Diclofenac ist ein opiumfreier Schmerzhemmer und Ibuprofen wird als nichtkortisonhaltiges Antirheumatikum bezeichnet. Diclofenac und Ibuprofen haben weitgehend identische Indikationen: Schmerzen und Entzündungen, z. B. bei Rheuma, Prellungen, Zerrungen, Arthrose und Fieber. Der kritiklose Glaube an diese Medikamente ist so groß, dass sie bei annähernd jedem Schmerzzustand eingesetzt werden. Auch in den Fällen, in denen Beschwerden ohne entzündliche Komponenten bestehen.

Nebenwirkungen

Die Liste der Nebenwirkungen ist lang. Da ist von Magen-Darm-Beschwerden, wie Sodbrennen, Übelkeit oder Durchfall ebenso die Rede, wie von Magen -Darm-Blutungen, Magengeschwüren oder Magenschleimhautentzündungen. Ebenso wird bei chronisch entzündlichen Darmerkrankungen (Morbus Crohn, Colitis ulcerosa) wird zur Vorsicht geraten, da verschlimmernde Krankheitsschübe auslöst werden können.
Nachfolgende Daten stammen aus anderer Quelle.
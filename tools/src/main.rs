use std::fs;
use std::path::{Path, PathBuf};

use anyhow::{Context, Result};
use clap::{Parser, Subcommand, ValueEnum};
use codec::{EncoderConfig, Limits};
use glob::Pattern;
use objz_tools::{dump_stream, format_events_pretty, inspect_stream, recompress, InspectReport};
use tracing::info;
use tracing_subscriber::EnvFilter;

#[derive(Parser)]
#[command(name = "objz", version, about = "objz mesh stream inspection and conversion tools")]
struct Cli {
    #[command(subcommand)]
    command: Command,
}

#[derive(Subcommand)]
enum Command {
    /// Inspect stream header, event mix and float coding.
    Inspect {
        /// Path to a stream, or a directory of streams.
        stream_path: PathBuf,
        /// Optional glob filter when inspecting a directory.
        #[arg(long)]
        glob: Option<String>,
        /// Sort inspected streams.
        #[arg(long, value_enum)]
        sort: Option<InspectSort>,
        /// Limit the number of inspected streams (after sorting).
        #[arg(long)]
        limit: Option<usize>,
        /// Output format.
        #[arg(long, value_enum, default_value_t = OutputFormat::Pretty)]
        format: OutputFormat,
    },
    /// Decode a stream into its events.
    Dump {
        /// Path to the stream bytes.
        stream_file: PathBuf,
        /// Output format.
        #[arg(long, value_enum, default_value_t = OutputFormat::Json)]
        format: OutputFormat,
    },
    /// Re-encode a stream with a different float cache size.
    Recompress {
        /// Path to the input stream.
        input: PathBuf,
        /// Path for the re-encoded stream.
        output: PathBuf,
        /// Float cache index width of the output stream.
        #[arg(long, default_value_t = wire::DEFAULT_FLOAT_BITS)]
        float_bits: u8,
    },
}

#[derive(Clone, Copy, Debug, ValueEnum)]
enum InspectSort {
    Size,
}

#[derive(Clone, Copy, Debug, ValueEnum)]
enum OutputFormat {
    Json,
    Pretty,
}

fn main() -> Result<()> {
    tracing_subscriber::fmt()
        .with_env_filter(
            EnvFilter::try_from_default_env().unwrap_or_else(|_| EnvFilter::new("warn")),
        )
        .with_writer(std::io::stderr)
        .init();

    let cli = Cli::parse();
    let limits = Limits::default();
    match cli.command {
        Command::Inspect {
            stream_path,
            glob,
            sort,
            limit,
            format,
        } => {
            if stream_path.is_dir() {
                let entries = collect_stream_entries(&stream_path, glob.as_deref())?;
                let mut entries = maybe_sort_entries(entries, sort);
                let limit = limit.or(sort.map(|InspectSort::Size| 10));
                if let Some(limit) = limit {
                    entries.truncate(limit);
                }
                for entry in entries {
                    let report = inspect_file(&entry.path, &limits)?;
                    println!("== {} ({} bytes) ==", entry.path.display(), entry.size);
                    print_report(&report, format)?;
                }
            } else {
                let report = inspect_file(&stream_path, &limits)?;
                print_report(&report, format)?;
            }
        }
        Command::Dump {
            stream_file,
            format,
        } => {
            let bytes = fs::read(&stream_file)
                .with_context(|| format!("read stream {}", stream_file.display()))?;
            let output = dump_stream(&bytes, &limits)?;
            match format {
                OutputFormat::Json => {
                    let json = serde_json::to_string_pretty(&output).context("serialize json")?;
                    println!("{json}");
                }
                OutputFormat::Pretty => {
                    print!("{}", format_events_pretty(&output.events));
                }
            }
        }
        Command::Recompress {
            input,
            output,
            float_bits,
        } => {
            let bytes =
                fs::read(&input).with_context(|| format!("read stream {}", input.display()))?;
            let config = EncoderConfig::new()
                .with_float_bits(float_bits)
                .with_limits(limits);
            let (encoded, stats) = recompress(&bytes, &limits, config)?;
            fs::write(&output, &encoded)
                .with_context(|| format!("write stream {}", output.display()))?;
            info!(
                input_bytes = bytes.len(),
                output_bytes = encoded.len(),
                events = stats.total_events(),
                "recompressed stream"
            );
            println!(
                "{} -> {}: {} -> {} bytes",
                input.display(),
                output.display(),
                bytes.len(),
                encoded.len()
            );
        }
    }
    Ok(())
}

fn inspect_file(path: &Path, limits: &Limits) -> Result<InspectReport> {
    let bytes = fs::read(path).with_context(|| format!("read stream {}", path.display()))?;
    inspect_stream(&bytes, limits).with_context(|| format!("inspect {}", path.display()))
}

struct StreamEntry {
    path: PathBuf,
    size: u64,
}

fn collect_stream_entries(dir: &Path, glob: Option<&str>) -> Result<Vec<StreamEntry>> {
    let mut entries = Vec::new();
    let pattern = match glob {
        Some(value) => Some(Pattern::new(value).context("invalid glob pattern")?),
        None => None,
    };

    for entry in fs::read_dir(dir).with_context(|| format!("read dir {}", dir.display()))? {
        let entry = entry?;
        let path = entry.path();
        if !path.is_file() {
            continue;
        }
        if let Some(pattern) = &pattern {
            let matches_path = pattern.matches_path(&path);
            let matches_name = path
                .file_name()
                .and_then(|name| name.to_str())
                .is_some_and(|name| pattern.matches(name));
            if !matches_path && !matches_name {
                continue;
            }
        }
        let size = entry.metadata()?.len();
        entries.push(StreamEntry { path, size });
    }
    Ok(entries)
}

fn maybe_sort_entries(
    mut entries: Vec<StreamEntry>,
    sort: Option<InspectSort>,
) -> Vec<StreamEntry> {
    match sort {
        Some(InspectSort::Size) => {
            entries.sort_by(|a, b| b.size.cmp(&a.size).then_with(|| a.path.cmp(&b.path)));
        }
        None => {}
    }
    entries
}

fn print_report(report: &InspectReport, format: OutputFormat) -> Result<()> {
    match format {
        OutputFormat::Json => {
            let json = serde_json::to_string_pretty(report).context("serialize json")?;
            println!("{json}");
        }
        OutputFormat::Pretty => print_report_pretty(report),
    }
    Ok(())
}

fn print_report_pretty(report: &InspectReport) {
    println!(
        "version: {} float_bits: {} (cache {} entries)",
        report.version,
        report.float_bits,
        (1usize << report.float_bits) - 2
    );
    println!(
        "size: {} bytes, payload {} bits",
        report.total_bytes, report.payload_bits
    );
    if !report.objects.is_empty() {
        println!("objects: {}", report.objects.join(", "));
    }
    println!("events:");
    for event in &report.events {
        println!("  {}: {}", event.kind, event.count);
    }
    println!("  repeated: {}", report.repeats);
    let floats = report.floats;
    println!(
        "floats: {} exact, {} delta, {} literal",
        floats.exact, floats.delta, floats.literal
    );
    if let Some(bits) = report.bits_per_float() {
        println!("payload bits per float: {bits:.2}");
    }
}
Überempfindlichkeitsreaktionen, wie Hautausschlag oder Hautjucken (Pruritus) erscheinen dem Leser der Beipackzettel dagegen als verhältnismäßig harmlos empfunden, während die dringende Empfehlung, diese Stoffe in den letzten drei Schwangerschaftsmonaten zu meiden eher auf die Bedenklichkeit hinweist.

Symptomatisch stumme, larvierte Magen-Darm-Beschwerden sind relativ häufig Folge der Einnahme. Versteckt in sofern, weil im spinalnervlichen Versorgungsgebiet der betroffenen Oberbauchorgane, im Bereich der mittleren bis unteren Brustwirbelsäule Schmerzen auftreten können, ohne das z. B. das auslösende Organ selbst in Erscheinung tritt. Ebenso kann es zu Beschwerden der Schulter-Nackenregion und der Armgelenke kommen, in die Reizzustände der Oberbauchorgane möglicherweise übertragen werden. Nicht selten handelt es sich dabei um Erscheinungsbilder, gegen die diese Medikamente eingesetzt werden, die letztlich so erhalten und u.U. noch gesteigert werden.

Gel und Salben

Wer glaubt, mit einem Gel die eben geschilderten Nebenwirkungen umgehen zu können, irrt. Im Gegensatz zu vielen anderen Inhaltsstoffen von Salben sind die Moleküle von Ibuprofen und Diclofenac offenbar so klein, dass sie ungehindert die Hautschranke passieren können. Das bedeutet, dass Einreibungen damit sich höchstens graduell von der Medikamenteneinnahme unterscheiden und gleiche Nebenwirkungen haben können.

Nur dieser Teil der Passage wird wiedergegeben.